I lean up on one elbow and pull the cork then immediately regret my decision. The scent is sharp andacidic, like crushed iron mixed with citrus and ash. Just breathing it in burns my throat.
Gods, this is going to suck.
I down it in one gulp, the liquid clawing at my throat like it’s trying to escape. I gag but manage to keep it down.
My head spins as everything inside me slows. Yet, I feeleverything.
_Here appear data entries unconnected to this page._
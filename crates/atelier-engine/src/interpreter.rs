//! Rule-based prompt interpreter.
//!
//! Turns a free-form modification request ("make the ball red") into an
//! updated prompt, given the prompt that produced the current image. The
//! cascade is an ordered list of (matcher, transform) rules evaluated
//! top-to-bottom with first-match-wins semantics; the final generic-append
//! rule matches everything, so `interpret` is total.
//!
//! Ordering matters: later rules are close to supersets of earlier rules'
//! trigger conditions, so specificity decreases monotonically down the list.

use std::sync::LazyLock;

use regex::{NoExpand, Regex};

/// Color tokens recognized by the color-substitution rules.
const COLORS: &[&str] = &[
    "red", "blue", "green", "yellow", "purple", "orange", "pink", "black", "white", "brown",
    "grey", "gray", "cyan", "magenta", "gold", "silver", "bronze", "crimson", "navy", "teal",
    "coral", "violet", "indigo", "turquoise", "maroon", "olive", "beige",
];

/// Style phrases recognized by the style-change rule.
const STYLES: &[&str] = &[
    "photorealistic", "realistic", "cartoon", "anime", "sketch", "watercolor", "oil painting",
    "digital art", "pixel art", "impressionist", "surrealist", "minimalist", "abstract",
    "vintage", "retro", "modern", "futuristic", "cyberpunk", "steampunk", "fantasy", "gothic",
    "baroque", "renaissance", "pop art", "art nouveau", "art deco", "comic book", "manga",
];

/// Conversational filler stripped by the generic-append rule.
const FILLER_PREFIXES: &[&str] = &[
    "please ", "can you ", "i want to ", "i would like to ", "could you ", "try to ",
];

static COLOR_RE: LazyLock<Regex> = LazyLock::new(|| {
    let alternation = COLORS.join("|");
    Regex::new(&format!(r"(?i)\b(?:{alternation})\b")).expect("color regex")
});

static STYLE_RE: LazyLock<Regex> =
    LazyLock::new(|| Regex::new(r"(?i)(?:change\s+to|make\s+it|in)\s+(.+?)\s*style").expect("style regex"));

static STYLE_STRIP_RE: LazyLock<Regex> = LazyLock::new(|| {
    // Longest phrases first so "photorealistic" wins over "realistic" at the
    // same position.
    let mut styles: Vec<&str> = STYLES.to_vec();
    styles.sort_by_key(|s| std::cmp::Reverse(s.len()));
    let alternation = styles
        .iter()
        .map(|s| regex::escape(s))
        .collect::<Vec<_>>()
        .join("|");
    Regex::new(&format!(r"(?i),?\s*(?:in\s+)?(?:{alternation})\s*style")).expect("style strip regex")
});

static BACKGROUND_RE: LazyLock<Regex> = LazyLock::new(|| {
    Regex::new(r"(?i)(?:change|set|make)\s+(?:the\s+)?background\s+(?:to\s+)?(.+)")
        .expect("background regex")
});

static BACKGROUND_STRIP_RE: LazyLock<Regex> = LazyLock::new(|| {
    Regex::new(r"(?i),?\s*(?:with\s+)?(?:a\s+)?[\w\s]+\s+background").expect("background strip regex")
});

static REPLACE_RE: LazyLock<Regex> =
    LazyLock::new(|| Regex::new(r"(?i)replace\s+(?:the\s+)?(\w+)\s+with\s+(.+)").expect("replace regex"));

static ADD_RE: LazyLock<Regex> =
    LazyLock::new(|| Regex::new(r"(?i)(?:add|include|put)\s+(.+)").expect("add regex"));

static REMOVE_RE: LazyLock<Regex> = LazyLock::new(|| {
    Regex::new(r"(?i)(?:remove|delete|take away|get rid of)\s+(?:the\s+)?(.+)").expect("remove regex")
});

static MAKE_RE: LazyLock<Regex> =
    LazyLock::new(|| Regex::new(r"(?i)make\s+(?:the\s+)?(\w+)\s+(\w+)").expect("make regex"));

type Rule = fn(&str, &str) -> Option<String>;

/// Priority-ordered cascade; first match wins.
const RULES: &[Rule] = &[
    try_color_change,
    try_style_change,
    try_background_change,
    try_replacement,
    try_addition,
    try_removal,
    try_make_attribute,
];

/// Interpret a modification request against the current prompt.
///
/// Pure, deterministic, and total: every input produces some output, because
/// the generic-append fallback matches everything.
pub fn interpret(current_prompt: &str, modification: &str) -> String {
    for rule in RULES {
        if let Some(updated) = rule(current_prompt, modification) {
            return updated;
        }
    }
    append_modification(current_prompt, modification)
}

/// Rule 1: the modification names a color and the prompt already contains
/// one — swap the first color occurrence in the prompt.
fn try_color_change(prompt: &str, modification: &str) -> Option<String> {
    let new_color = COLOR_RE.find(modification)?.as_str().to_lowercase();
    let existing = COLOR_RE.find(prompt)?;

    let mut out = String::with_capacity(prompt.len());
    out.push_str(&prompt[..existing.start()]);
    out.push_str(&new_color);
    out.push_str(&prompt[existing.end()..]);
    Some(out)
}

/// Rule 2: explicit "... style" phrasing, or a bare style keyword combined
/// with an intensifier. Any previously applied "... style" clause is
/// stripped before the new one is appended.
fn try_style_change(prompt: &str, modification: &str) -> Option<String> {
    if let Some(caps) = STYLE_RE.captures(modification) {
        let new_style = caps[1].trim().to_string();
        let stripped = STYLE_STRIP_RE.replace_all(prompt, "");
        return Some(format!("{}, in {} style", stripped.trim(), new_style));
    }

    let mod_lower = modification.to_lowercase();
    if mod_lower.contains("make it") || mod_lower.contains("more") {
        for style in STYLES {
            if mod_lower.contains(style) {
                return Some(format!("{prompt}, {style}"));
            }
        }
    }
    None
}

/// Rule 3: "change/set/make (the) background (to) X" — drop any existing
/// "... background" clause, append the new one.
fn try_background_change(prompt: &str, modification: &str) -> Option<String> {
    let caps = BACKGROUND_RE.captures(modification)?;
    let new_bg = caps[1].trim().to_string();
    let stripped = BACKGROUND_STRIP_RE.replace_all(prompt, "");
    Some(format!("{}, with {} background", stripped.trim(), new_bg))
}

/// Rule 4: "replace A with B" — substitute the first whole-word occurrence
/// of A if it is present in the prompt.
fn try_replacement(prompt: &str, modification: &str) -> Option<String> {
    let caps = REPLACE_RE.captures(modification)?;
    let old_obj = &caps[1];
    let new_obj = caps[2].trim();
    let pattern = Regex::new(&format!(r"(?i)\b{}\b", regex::escape(old_obj))).ok()?;
    if pattern.is_match(prompt) {
        Some(pattern.replace(prompt, NoExpand(new_obj)).into_owned())
    } else {
        None
    }
}

/// Rule 5: "add/include/put X" — append a "with X" clause.
fn try_addition(prompt: &str, modification: &str) -> Option<String> {
    let caps = ADD_RE.captures(modification)?;
    Some(format!("{prompt}, with {}", caps[1].trim()))
}

/// Rule 6: "remove/delete/take away X" — excise a matching clause, or fall
/// back to a "without X" clause when the object is not literally named in
/// the prompt (it may have been implied by composition).
fn try_removal(prompt: &str, modification: &str) -> Option<String> {
    let caps = REMOVE_RE.captures(modification)?;
    let target = caps[1].trim();
    let pattern =
        Regex::new(&format!(r"(?i),?\s*(?:with\s+)?(?:a\s+)?{}", regex::escape(target))).ok()?;

    let stripped = pattern.replace_all(prompt, "");
    let trimmed = stripped.trim();
    if trimmed.is_empty() || stripped == prompt {
        // Nothing excisable, or excision would leave nothing to render.
        return Some(format!("{prompt}, without {target}"));
    }
    Some(trimmed.to_string())
}

/// Rule 7: "make (the) SUBJECT COLOR" where a color adjective sits directly
/// before SUBJECT in the prompt — replace that adjacent color. Best-effort
/// heuristic; anything else falls through to the generic append.
fn try_make_attribute(prompt: &str, modification: &str) -> Option<String> {
    let caps = MAKE_RE.captures(modification)?;
    let subject = &caps[1];
    let attribute = caps[2].to_lowercase();
    if !COLORS.contains(&attribute.as_str()) {
        return None;
    }

    let pattern = Regex::new(&format!(r"(?i)(\b\w+\s+)?{}", regex::escape(subject))).ok()?;
    let found = pattern.captures(prompt)?;
    let prefix = found.get(1)?;
    let prefix_word = prefix.as_str().trim();
    if COLORS.contains(&prefix_word.to_lowercase().as_str()) {
        return Some(prompt.replacen(prefix_word, &attribute, 1));
    }
    None
}

/// Rule 8 (always matches): strip conversational filler and append the rest
/// as a new clause.
fn append_modification(prompt: &str, modification: &str) -> String {
    let trimmed = modification.trim();
    let mut cleaned = trimmed;
    for prefix in FILLER_PREFIXES {
        if let Some(head) = trimmed.get(..prefix.len()) {
            if head.eq_ignore_ascii_case(prefix) {
                cleaned = &trimmed[prefix.len()..];
                break;
            }
        }
    }
    format!("{prompt}, {cleaned}")
}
Anguish, death, life, grief, joy, desire, and everything in between. It all pulses through me like a live wire.
“You’re going to be fine,” Natalia says distantly, her voice echoing like it’s moving away from me. “Eventually. Just don’t fight this or the next part will only bring you more suffering. While fun, let’s not waste time, yeah?”
I want to question her, but without warning, she raises the dagger and plunges it into my chest.
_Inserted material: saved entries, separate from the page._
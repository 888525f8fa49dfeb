use std::sync::Arc;

use tokio::sync::broadcast;

use atelier_core::events::GenerationEvent;

use crate::client::ClientRegistry;
use crate::wire;

/// Forwards generation events from the orchestrator's broadcast channel to
/// every connected WebSocket client.
///
/// Observer failures stay on this side of the bridge: a slow or dead client
/// only ever loses its own messages, the synthesis call never notices.
pub struct EventBridge {
    registry: Arc<ClientRegistry>,
}

impl EventBridge {
    pub fn new(registry: Arc<ClientRegistry>) -> Self {
        Self { registry }
    }

    pub fn start(&self, mut rx: broadcast::Receiver<GenerationEvent>) -> tokio::task::JoinHandle<()> {
        let registry = Arc::clone(&self.registry);

        tokio::spawn(async move {
            loop {
                match rx.recv().await {
                    Ok(event) => {
                        if let Some(json) = wire::serialize_event(&event) {
                            registry.broadcast_all(&json);
                        }
                    }
                    Err(broadcast::error::RecvError::Lagged(n)) => {
                        tracing::warn!(skipped = n, "event bridge lagged, dropped events");
                    }
                    Err(broadcast::error::RecvError::Closed) => {
                        tracing::info!("event bridge channel closed");
                        break;
                    }
                }
            }
        })
    }
}

pub fn create_bridge(
    registry: Arc<ClientRegistry>,
    rx: broadcast::Receiver<GenerationEvent>,
) -> tokio::task::JoinHandle<()> {
    EventBridge::new(registry).start(rx)
}

#[cfg(test)]
mod tests {
    use super::*;
    use atelier_core::ids::GenerationId;

    #[tokio::test]
    async fn bridge_forwards_events_to_clients() {
        let registry = Arc::new(ClientRegistry::new(32));
        let (tx, rx) = broadcast::channel(64);

        let (_client_id, mut client_rx) = registry.register();
        let handle = create_bridge(Arc::clone(&registry), rx);

        tx.send(GenerationEvent::Progress {
            generation_id: GenerationId::from_raw("gen_b"),
            step: 2,
            total_steps: 10,
            elapsed_seconds: 1.0,
        })
        .unwrap();

        tokio::time::sleep(std::time::Duration::from_millis(50)).await;

        let msg = client_rx.try_recv().unwrap();
        assert!(msg.contains("\"type\":\"progress\""));
        assert!(msg.contains("gen_b"));

        handle.abort();
    }

    #[tokio::test]
    async fn bridge_survives_client_churn() {
        let registry = Arc::new(ClientRegistry::new(32));
        let (tx, rx) = broadcast::channel(64);
        let handle = create_bridge(Arc::clone(&registry), rx);

        let (id, client_rx) = registry.register();
        drop(client_rx); // receiver gone: sends to this client now fail
        registry.unregister(&id);

        let (_id2, mut rx2) = registry.register();

        tx.send(GenerationEvent::SessionUpdate {
            generation_count: 0,
            current_generation_id: None,
        })
        .unwrap();

        tokio::time::sleep(std::time::Duration::from_millis(50)).await;

        assert!(rx2.try_recv().unwrap().contains("session_update"));
        handle.abort();
    }
}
Pain—hot and bright and staggering—rips through me like a tidal wave. My mouth opens on a gasp, but no noise escapes. At least not at first.
Then the screeching begins.
Sounds that I didn’t know lived inside me. Raw and primal, terrifying even to my own ears.
My body tries to arch, to writhe, to run, but I can’t move. Whatever potion she gave me has pinned me to this moment, and I have no choice but to endure it.
“By all means,” Natalia says dryly, “keep screaming like that. I’d so appreciate it. It really helps me focus.”
The dagger twists deeper, and a searing white light explodes behind my eyes. My shouts are cut short as the agony grows to unbearable heights and then…
Nothing.
No sound. No pain. No heartbeat.
Just coldness.
It feels like my last breath drifts from my lips, and I’m somehow able to watch it swirl above me, but the further away it gets, the more drawn I am to it, as though the sky itself is pulling me free.
Except this pull doesn’t stop until I’m floating.
For a moment, I don’t even realize what’s happened. Then, I’m hovering just above the bench, looking down at my own body—the ruined corset, the blood blooming like a crimson flower over my sternum, the slack stillness of my limbs.
Holy shit. I’m dead.
Not metaphorically. Not magically.
Just plain dead.
Yet, this doesn’t feel like an ending. There’s no fear, only peace, filling me as I watch Natalia work over me, muttering words I don’t understand and sprinkling ingredients into the wound she’s caused.
The world shifts around me, and from the shadows beyond the trees, a new shape emerges. A form woven from twilight and stardust, gliding on silent paws through the veil of spirit and memory.